Personal information
- Native name: אסף אגמון
- Nationality: Israel

Sport
- Sport: Swimming

Medal record
| Event | 1st | 2nd | 3rd |
| Paralympic Games | 2 | 4 | 2 |
Men's para swimming
Representing Israel
Paralympic Games
| Gold medal – first place | 1980 Arnhem | 4X50m freestyle relay 2-6 |
| Gold medal – first place | 1984 Stoke Mandeville | 3X50 medley relay |
| Silver medal – second place | 1980 Arnhem | 3X50m medley relay 2-4 |
| Silver medal – second place | 1980 Arnhem | 25m butterfly 2 |
| Silver medal – second place | 1980 Arnhem | 50m freestyle 2 |
| Silver medal – second place | 1984 Stoke Mandeville | 4x50m freestyle relay 2-6 |
| Bronze medal – third place | 1980 Arnhem | 3X25m ind. medley 2 |
| Bronze medal – third place | 1980 Arnhem | 50m breaststroke 2 |

= Assaf Agmon =

Israeli Paralympic swimmer

Assaf Agmon (אסף אגמון) is a former Israeli Paralympic swimmer.

==Biography==
Agmon lived at Kibbutz Gesher HaZiv. He was injured during the War of Attrition.

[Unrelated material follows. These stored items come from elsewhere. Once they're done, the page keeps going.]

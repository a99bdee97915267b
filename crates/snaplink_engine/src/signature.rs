//! Derivation of the request-signing token some helper sites hide behind an
//! obfuscated, periodically rotated configuration.
//!
//! The upstream homepage embeds `<script>eval(atob('...'));</script>`; the
//! decoded snippet assigns a small object whose keys drive a substitution
//! cipher. The shape is validated in full before anything is derived: a
//! partially matched configuration means the upstream changed and must never
//! be silently misinterpreted.

use std::sync::LazyLock;

use base64::engine::general_purpose::STANDARD as BASE64;
use base64::Engine;
use regex::Regex;
use serde_json::Value;

use snaplink_core::ResolveError;

static CIPHER_SCRIPT: LazyLock<Regex> =
    LazyLock::new(|| Regex::new(r"<script>eval\(atob\('(.*?)'\)\);</script>").unwrap());

/// Derived signing token. Valid only for the session context it came from;
/// never persisted.
#[derive(Debug, Clone, PartialEq, Eq)]
pub struct SigningKey(String);

impl SigningKey {
    pub fn as_str(&self) -> &str {
        &self.0
    }

    /// The wire form: upstreams expect the token base64-encoded in the `k`
    /// query parameter.
    pub fn query_value(&self) -> String {
        BASE64.encode(&self.0)
    }
}

/// The decoded cipher configuration.
///
/// Field mapping from the upstream object: `"0"` is a base64 numeric
/// sequence, `"1"` the (optionally reversed) alphabet, `"2"` an identifier
/// segment prefixed to the final token, and `"f"` a parameter list of at
/// least six entries: case flag, truncation length, index offset, reversal
/// flag, separator, key prefix.
#[derive(Debug, Clone, PartialEq, Eq)]
pub struct CipherConfig {
    sequence: String,
    alphabet: String,
    ident: String,
    params: Vec<String>,
}

/// Pull the base64 cipher payload out of a bootstrapped helper page.
pub fn extract_cipher_blob(html: &str) -> Result<String, ResolveError> {
    CIPHER_SCRIPT
        .captures(html)
        .map(|captures| captures[1].to_string())
        .ok_or_else(|| ResolveError::upstream("cipher configuration script not found in page"))
}

/// Decode the embedded payload and validate the configuration shape.
pub fn parse_cipher_config(blob: &str) -> Result<CipherConfig, ResolveError> {
    let decoded = BASE64
        .decode(blob.trim())
        .map_err(|err| ResolveError::signature(format!("cipher blob is not base64: {err}")))?;
    let decoded = String::from_utf8(decoded)
        .map_err(|err| ResolveError::signature(format!("cipher blob is not utf-8: {err}")))?;

    // The decoded snippet is a script statement; the object literal sits
    // between the outermost braces and uses single quotes.
    let start = decoded
        .find('{')
        .ok_or_else(|| ResolveError::signature("no object literal in cipher blob"))?;
    let end = decoded
        .rfind('}')
        .ok_or_else(|| ResolveError::signature("no object literal in cipher blob"))?;
    if end < start {
        return Err(ResolveError::signature("malformed object literal in cipher blob"));
    }
    let literal = decoded[start..=end].replace('\'', "\"");
    let object: Value = serde_json::from_str(&literal)
        .map_err(|err| ResolveError::signature(format!("cipher object failed to parse: {err}")))?;

    let sequence = required_string(&object, "0")?;
    let alphabet = required_string(&object, "1")?;
    let ident = required_string(&object, "2")?;
    let params = object
        .get("f")
        .and_then(Value::as_array)
        .ok_or_else(|| ResolveError::signature("cipher config is missing key \"f\""))?
        .iter()
        .map(value_as_string)
        .collect::<Result<Vec<_>, _>>()?;
    if params.len() < 6 {
        return Err(ResolveError::signature(format!(
            "cipher parameter list has {} entries, expected at least 6",
            params.len()
        )));
    }

    Ok(CipherConfig {
        sequence,
        alphabet,
        ident,
        params,
    })
}

/// Run the substitution cipher and assemble the signing token.
pub fn derive_signing_token(config: &CipherConfig) -> Result<SigningKey, ResolveError> {
    let sequence = BASE64
        .decode(config.sequence.as_bytes())
        .map_err(|err| ResolveError::signature(format!("cipher sequence is not base64: {err}")))?;
    let sequence = String::from_utf8(sequence)
        .map_err(|err| ResolveError::signature(format!("cipher sequence is not utf-8: {err}")))?;

    let case_flag = numeric_param(config, 0)?;
    let truncate_len = numeric_param(config, 1)?;
    let offset = numeric_param(config, 2)?;
    let reversed = numeric_param(config, 3)? > 0;
    let separator = &config.params[4];
    let prefix = &config.params[5];

    let mut alphabet: Vec<char> = config.alphabet.chars().collect();
    if reversed {
        alphabet.reverse();
    }

    let mut key = String::new();
    for part in sequence.split(separator.as_str()) {
        // Non-numeric fragments are padding; skip them.
        let Ok(position) = part.trim().parse::<i64>() else {
            continue;
        };
        let index = position - offset;
        if index >= 0 && (index as usize) < alphabet.len() {
            key.push(alphabet[index as usize]);
        }
    }

    match case_flag {
        1 => key = key.to_lowercase(),
        2 => key = key.to_uppercase(),
        _ => {}
    }

    let key = if truncate_len > 0 {
        let truncated: String = key.chars().take(truncate_len as usize).collect();
        format!("{prefix}{truncated}")
    } else {
        format!("{prefix}{key}")
    };

    Ok(SigningKey(format!("{}-{}", config.ident, key)))
}

fn required_string(object: &Value, field: &str) -> Result<String, ResolveError> {
    object
        .get(field)
        .map(value_as_string)
        .transpose()?
        .ok_or_else(|| ResolveError::signature(format!("cipher config is missing key {field:?}")))
}

fn value_as_string(value: &Value) -> Result<String, ResolveError> {
    match value {
        Value::String(text) => Ok(text.clone()),
        Value::Number(number) => Ok(number.to_string()),
        other => Err(ResolveError::signature(format!(
            "unexpected cipher config value: {other}"
        ))),
    }
}

fn numeric_param(config: &CipherConfig, index: usize) -> Result<i64, ResolveError> {
    config.params[index].trim().parse::<i64>().map_err(|_| {
        ResolveError::signature(format!(
            "cipher parameter {index} is not numeric: {:?}",
            config.params[index]
        ))
    })
}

He represented Israel at the Summer Paralympics as a member of the swimming teamfrom 1972 through 1988, winning medals at the 1980 Summer Paralympics and the 1984 Summer Paralympics. Overall he won at the Paralympics two gold medals, four silver medals and two bronze medals.